Circuit électronique réalisé par impression à jet d'encre

Le projet de recherche européen SPrinTronic, coordonné par la société française Ceradrop, vise à développer les technologies nécessaires à la production industrielle par impression à jet d’encre. Les travaux portent sur les matériaux, la chimie des encres, les équipements d’impression et les produits à fabriquer dans quatre domaines d'application.

L’Europe met le cap sur l’électronique imprimée en lançant le projet de recherche collaboratif SPrinTronics. Ce projet de 7 millions d’euros sur trois ans associe 13 partenaires de quatre pays. Il est piloté par Ceradrop, une jeune société française développant des machines d’impression à jet d’encre dédiées à l’électronique imprimée. Parmi les autres participants français, figurent l’institut de recherche XLIM sur les composants micoondes et photoniques, le Laboratoire Sciences des Procédés Céramiques et Traitements de Surface (SPCTS) de l’Université de Limoges, EMSE, Disasolar (fabricant de panneaux solaires), Eurofarad, Novapack et Gemalto.

Selon Rémi Noguéra, PDG-fondateur de Ceradrop, l’électronique imprimée se développait jusqu’ici par une approche Top-Down qui consiste à transposer les techniques d’impression graphique à l’électronique imprimée. Cette démarche basée sur l'existant nécessite d’adapter les matériaux, les encres et la conception des produits à fabriquer. Autant de contraintes qui ont ralenti le développement de l’électronique imprimée.

Le projet SPrinTronics propose la démarche inverse Bottom-up en partant des contraintes de matériaux et conception pour créer, à partir de zéro, les machines de dépôt appropriées. Le choix s’est porté sur la technologie d’impression à jet d’encre, reconnue pour sa grande flexibilité et sa capacité à réaliser des composants électroniques dans de nombreux domaines.

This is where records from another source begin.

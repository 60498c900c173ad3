#![cfg_attr(not(doctest), doc = include_str!("../README.md"))]
#![cfg_attr(docsrs, feature(doc_cfg))]

pub use k8s_openapi;
pub use kube;

pub mod config;
pub mod data_source;
pub mod dynamic;
pub mod error;
pub mod fields;
pub mod id;
pub mod kind;
pub mod metadata;
pub mod provider;
pub mod resource;
pub mod retry;
pub mod state;
pub mod validation;

#[cfg(test)]
mod mock;

pub use config::ProviderConfig;
pub use data_source::{DataSource, ListQuery};
pub use error::{Error, Result};
pub use id::{ResourceId, Scope};
pub use kind::{KINDS, Kind, resolve_kind};
pub use metadata::Metadata;
pub use provider::Provider;
pub use resource::{Action, Plan, ResourceHandler, Timeouts};
pub use retry::RetryPolicy;
pub use state::State;
impl VoxelBuffer {
    /// Creates an empty buffer (zero volume, no allocation).
    #[must_use]
    pub const fn new() -> Self {
        Self {
            area: VoxelArea::EMPTY,
            nodes: Vec::new(),
            flags: Vec::new(),
        }
    }

    /// Creates a buffer covering `area`, every cell ignore + no-data.
    #[must_use]
    pub fn with_area(area: VoxelArea) -> Self {
        let mut vm = Self::new();
        vm.add_area(&area);
        vm
    }

    /// Rebuilds a buffer from its parts.
    ///
    /// # Errors
    ///
    /// Returns [`CoreError::SizeMismatch`] if either array does not match the
    /// area's volume.
    pub fn from_parts(area: VoxelArea, nodes: Vec<MapNode>, flags: Vec<u8>) -> CoreResult<Self> {
        let expected = area.volume();
        for found in [nodes.len(), flags.len()] {
            if found != expected {
                return Err(CoreError::SizeMismatch { expected, found });
            }
        }
        Ok(Self { area, nodes, flags })
    }

    /// Splits the buffer into its area, nodes and flags.
    #[must_use]
    pub fn into_parts(self) -> (VoxelArea, Vec<MapNode>, Vec<u8>) {
        (self.area, self.nodes, self.flags)
    }

    /// Current box.
    #[inline]
    #[must_use]
    pub const fn area(&self) -> &VoxelArea {
        &self.area
    }

    /// Node array in index order.
    #[inline]
    #[must_use]
    pub fn nodes(&self) -> &[MapNode] {
        &self.nodes
    }

    /// Flag array in index order.
    #[inline]
    #[must_use]
    pub fn flags(&self) -> &[u8] {
        &self.flags
    }

    /// Releases both arrays and resets to the empty area.
    pub fn clear(&mut self) {
        self.area = VoxelArea::EMPTY;
        self.nodes = Vec::new();
        self.flags = Vec::new();
    }

    /// Re-targets the buffer to `area`, reusing the existing allocations.
    ///
    /// Every cell becomes ignore + [`FLAG_NO_DATA`]. Used to keep one buffer
    /// per worker across chunks.
    pub fn reset(&mut self, area: VoxelArea) {
        let volume = area.volume();
        self.area = if volume == 0 { VoxelArea::EMPTY } else { area };
        self.nodes.clear();
        self.nodes.resize(volume, MapNode::IGNORE);
        self.flags.clear();
        self.flags.resize(volume, FLAG_NO_DATA);
    }

    /// Grows the buffer to cover `requested`.
    ///
    /// - No-op if `requested` is empty or already contained
    /// - If the buffer is empty, `requested` becomes the area outright
    /// - Otherwise the union box is allocated, new cells are ignore +
    ///   [`FLAG_NO_DATA`], and every old row is copied to its new offset
    ///
    /// The old arrays are only replaced once the copy is complete.
    pub fn add_area(&mut self, requested: &VoxelArea) {
        if requested.has_empty_extent() || self.area.contains_area(requested) {
            return;
        }

        let mut new_area = self.area;
        new_area.add_area(requested);

        let new_size = new_area.volume();
        let mut new_nodes = vec![MapNode::IGNORE; new_size];
        let mut new_flags = vec![FLAG_NO_DATA; new_size];

        if !self.area.has_empty_extent() {
            let old = &self.area;
            let width = old.ystride();
            for z in old.min_edge.z..=old.max_edge.z {
                for y in old.min_edge.y..=old.max_edge.y {
                    let old_index = old.index(old.min_edge.x, y, z);
                    let new_index = new_area.index(old.min_edge.x, y, z);
                    new_nodes[new_index..new_index + width]
                        .copy_from_slice(&self.nodes[old_index..old_index + width]);
                    new_flags[new_index..new_index + width]
                        .copy_from_slice(&self.flags[old_index..old_index + width]);
                }
            }
        }

        self.area = new_area;
        self.nodes = new_nodes;
        self.flags = new_flags;
    }

    /// Bulk copy of a `size` box from an external dense array.
    ///
    /// `src` is laid out over `src_area`; the box starts at `from_pos` there
    /// and lands at `to_pos` here. Copied cells get their flags cleared to 0.
    /// Row offsets are advanced by stride instead of re-indexing per cell.
    pub fn copy_from(
        &mut self,
        src: &[MapNode],
        src_area: &VoxelArea,
        from_pos: Vec3i,
        to_pos: Vec3i,
        size: Vec3i,
    ) {
        if size.x <= 0 || size.y <= 0 || size.z <= 0 {
            return;
        }
        debug_assert!(src_area.contains(from_pos) && src_area.contains(from_pos + size - Vec3i::splat(1)));
        debug_assert!(self.area.contains(to_pos) && self.area.contains(to_pos + size - Vec3i::splat(1)));

        let width = size.x.unsigned_abs() as usize;
        let rows = size.y.unsigned_abs() as usize;

        let src_step = src_area.ystride();
        let src_mod = src_area.zstride() - src_step * rows;
        let dest_step = self.area.ystride();
        let dest_mod = self.area.zstride() - dest_step * rows;

        let mut i_src = src_area.index_p(from_pos);
        let mut i_local = self.area.index_p(to_pos);

        for _ in 0..size.z {
            for _ in 0..rows {
                self.nodes[i_local..i_local + width].copy_from_slice(&src[i_src..i_src + width]);
                self.flags[i_local..i_local + width].fill(0);
                i_src += src_step;
                i_local += dest_step;
            }
            i_src += src_mod;
            i_local += dest_mod;
        }
    }

    /// Bulk copy of a `size` box out into an external dense array.
    ///
    /// Cells whose content is ignore are skipped, leaving the destination
    /// untouched, so sparse overlays never clobber authoritative data.
    pub fn copy_to(
        &self,
        dst: &mut [MapNode],
        dst_area: &VoxelArea,
        dst_pos: Vec3i,
        from_pos: Vec3i,
        size: Vec3i,
    ) {
        if size.x <= 0 || size.y <= 0 || size.z <= 0 {
            return;
        }
        let width = size.x.unsigned_abs() as usize;
        for z in 0..size.z {
            for y in 0..size.y {
                let i_dst = dst_area.index(dst_pos.x, dst_pos.y + y, dst_pos.z + z);
                let i_local = self.area.index(from_pos.x, from_pos.y + y, from_pos.z + z);
                let src_row = &self.nodes[i_local..i_local + width];
                let dst_row = &mut dst[i_dst..i_dst + width];
                for (d, s) in dst_row.iter_mut().zip(src_row) {
                    if !s.is_ignore() {
                        *d = *s;
                    }
                }
            }
        }
    }

    /// Merges the overlapping region into another buffer.
    ///
    /// Same ignore rule as [`copy_to`](Self::copy_to); written cells in
    /// `dst` lose [`FLAG_NO_DATA`].
    pub fn merge_into(&self, dst: &mut VoxelBuffer) {
        let overlap = self.area.intersection(&dst.area);
        if overlap.has_empty_extent() {
            return;
        }
        let width = overlap.ystride();
        for z in overlap.min_edge.z..=overlap.max_edge.z {
            for y in overlap.min_edge.y..=overlap.max_edge.y {
                let i_src = self.area.index(overlap.min_edge.x, y, z);
                let i_dst = dst.area.index(overlap.min_edge.x, y, z);
                for k in 0..width {
                    let n = self.nodes[i_src + k];
                    if !n.is_ignore() {
                        dst.nodes[i_dst + k] = n;
                        dst.flags[i_dst + k] &= !FLAG_NO_DATA;
                    }
                }
            }
        }
    }

    /// Clears the bits in `mask` on every cell, leaving other bits alone.
    pub fn clear_flag(&mut self, mask: u8) {
        for f in &mut self.flags {
            *f &= !mask;
        }
    }

    /// Node at `p`. `p` must be inside the area.
    #[inline]
    #[must_use]
    pub fn get(&self, p: Vec3i) -> MapNode {
        self.nodes[self.area.index_p(p)]
    }

    /// Node at `p`, or ignore if `p` is outside or was never written.
    #[inline]
    #[must_use]
    pub fn get_or_ignore(&self, p: Vec3i) -> MapNode {
        if !self.area.contains(p) {
            return MapNode::IGNORE;
        }
        let i = self.area.index_p(p);
        if self.flags[i] & FLAG_NO_DATA != 0 {
            return MapNode::IGNORE;
        }
        self.nodes[i]
    }

    /// Writes `node` at `p` and marks the cell as holding data.
    /// `p` must be inside the area.
    #[inline]
    pub fn set(&mut self, p: Vec3i, node: MapNode) {
        let i = self.area.index_p(p);
        self.set_at(i, node);
    }

    /// Node at a precomputed index.
    #[inline]
    #[must_use]
    pub fn node_at(&self, i: usize) -> MapNode {
        self.nodes[i]
    }

    /// Flags at a precomputed index.
    #[inline]
    #[must_use]
    pub fn flags_at(&self, i: usize) -> u8 {
        self.flags[i]
    }

    /// Sets bits in the flags at a precomputed index.
    #[inline]
    pub fn set_flag_at(&mut self, i: usize, mask: u8) {
        self.flags[i] |= mask;
    }

    /// Writes `node` at a precomputed index and marks the cell as holding data.
    #[inline]
    pub fn set_at(&mut self, i: usize, node: MapNode) {
        self.nodes[i] = node;
        self.flags[i] &= !FLAG_NO_DATA;
    }

    /// Writes `node` into every cell of `area` that overlaps the buffer.
    pub fn fill_area(&mut self, area: &VoxelArea, node: MapNode) {
        let overlap = self.area.intersection(area);
        if overlap.has_empty_extent() {
            return;
        }
        let width = overlap.ystride();
        for z in overlap.min_edge.z..=overlap.max_edge.z {
            for y in overlap.min_edge.y..=overlap.max_edge.y {
                let i = self.area.index(overlap.min_edge.x, y, z);
                self.nodes[i..i + width].fill(node);
                for f in &mut self.flags[i..i + width] {
                    *f &= !FLAG_NO_DATA;
                }
            }
        }
    }
}
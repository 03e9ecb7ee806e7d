//! # STRATA Core
//!
//! Voxel addressing and storage shared by every generation pass.
//!
//! ## Core Components
//!
//! - `VoxelArea`: inclusive integer box + row-major index function
//! - `VoxelBuffer`: dense node and flag arrays, growable in place
//! - `MapNode`: content id + two opaque parameters
//! - `ContentRegistry`: node name to content id resolution
//!
//! ## Example
//!
//! ```rust,ignore
//! use strata_core::{MapNode, Vec3i, VoxelArea, VoxelBuffer};
//!
//! let mut vm = VoxelBuffer::with_area(VoxelArea::new(Vec3i::splat(0), Vec3i::splat(1)));
//! vm.add_area(&VoxelArea::new(Vec3i::splat(2), Vec3i::splat(3)));
//! assert_eq!(vm.area().volume(), 64);
//! ```

#![deny(missing_docs)]
#![deny(unsafe_code)]
#![deny(clippy::all)]
#![warn(clippy::pedantic)]
#![deny(clippy::perf)]

pub mod content;
pub mod error;
pub mod vector;
pub mod voxel;

pub use content::{ContentFeatures, ContentRegistry};
pub use error::{CoreError, CoreResult};
pub use vector::{Vec3i, MAP_BLOCKSIZE};
pub use voxel::{
    ContentId, MapNode, VoxelArea, VoxelBuffer, CONTENT_AIR, CONTENT_IGNORE, CONTENT_UNKNOWN,
    FLAG_CHECKED1, FLAG_CHECKED2, FLAG_NO_DATA, FLAG_UNUSED,
};
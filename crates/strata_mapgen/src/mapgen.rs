//! # Chunk Orchestrator
//!
//! [`Mapgen`] turns one [`ChunkRequest`] into a populated [`VoxelBuffer`].
//!
//! ## Stages
//!
//! ```text
//! Requested ─► NoiseComputed ─► TerrainShaped ─► Carved ─► Decorated ─► Complete
//!                climate +        shaper,          caverns,   optional
//!                shaper noise     heightmap,       tunnels,   Decorator
//!                                 biome cover      walks,
//!                                                  dungeons
//! ```
//!
//! Every stage runs exactly once. The only failure is a request that lies
//! entirely beyond the generation limit, which is rejected before any
//! stage starts, so a partial chunk is never returned. A request covering
//! no nodes is not an error: it returns an empty result.
//!
//! ## Reuse
//!
//! A `Mapgen` owns its noise fields and reuses them from chunk to chunk.
//! A request carrying a different world seed re-seeds them in place.
//! [`Mapgen::make_chunk_into`] also reuses the caller's buffer allocation.

use std::fmt;

use strata_core::{
    ContentId, ContentRegistry, Vec3i, VoxelArea, VoxelBuffer, CONTENT_AIR, CONTENT_IGNORE, MAP_BLOCKSIZE,
};

use crate::biome::{generate_biomes, Biome, BiomeAssigner, BiomeContent};
use crate::caves::CaveCarver;
use crate::dungeon::DungeonGen;
use crate::error::{MapgenError, MapgenResult};
use crate::params::{
    MapgenKind, MapgenParams, VariantParams, MAX_MAP_GENERATION_LIMIT, MG_BIOMES, MG_CAVES, MG_DECORATIONS, MG_DUNGEONS,
};
use crate::shaper::{ShapeContext, TerrainShaper};

// ============================================================================
// CONTENT
// ============================================================================

/// Content ids every shaper and carver needs, resolved once.
#[derive(Clone, Copy, Debug, PartialEq, Eq)]
pub struct TerrainContent {
    /// Raw terrain rock.
    pub stone: ContentId,
    /// Sea water.
    pub water: ContentId,
    /// River water.
    pub river_water: ContentId,
    /// Deep flooded caves.
    pub lava: ContentId,
    /// Dungeon walls above water.
    pub cobble: ContentId,
    /// Dungeon walls at or below water.
    pub mossycobble: ContentId,
    /// Always [`CONTENT_AIR`].
    pub air: ContentId,
    /// Always [`CONTENT_IGNORE`].
    pub ignore: ContentId,
}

Trois problématiques seront étudiées : le triptique encre/tête d’impression/mise en forme, l’automatisation des équipements d’impression en une seule passe, et les process avant et après impression. Les technologies explorées visent quatre domaines d’application : le dépôt de couches céramiques épaisses ; les condensateurs multicouches ; l’interconnexion électronique ; et les cellules solaires de troisième génération.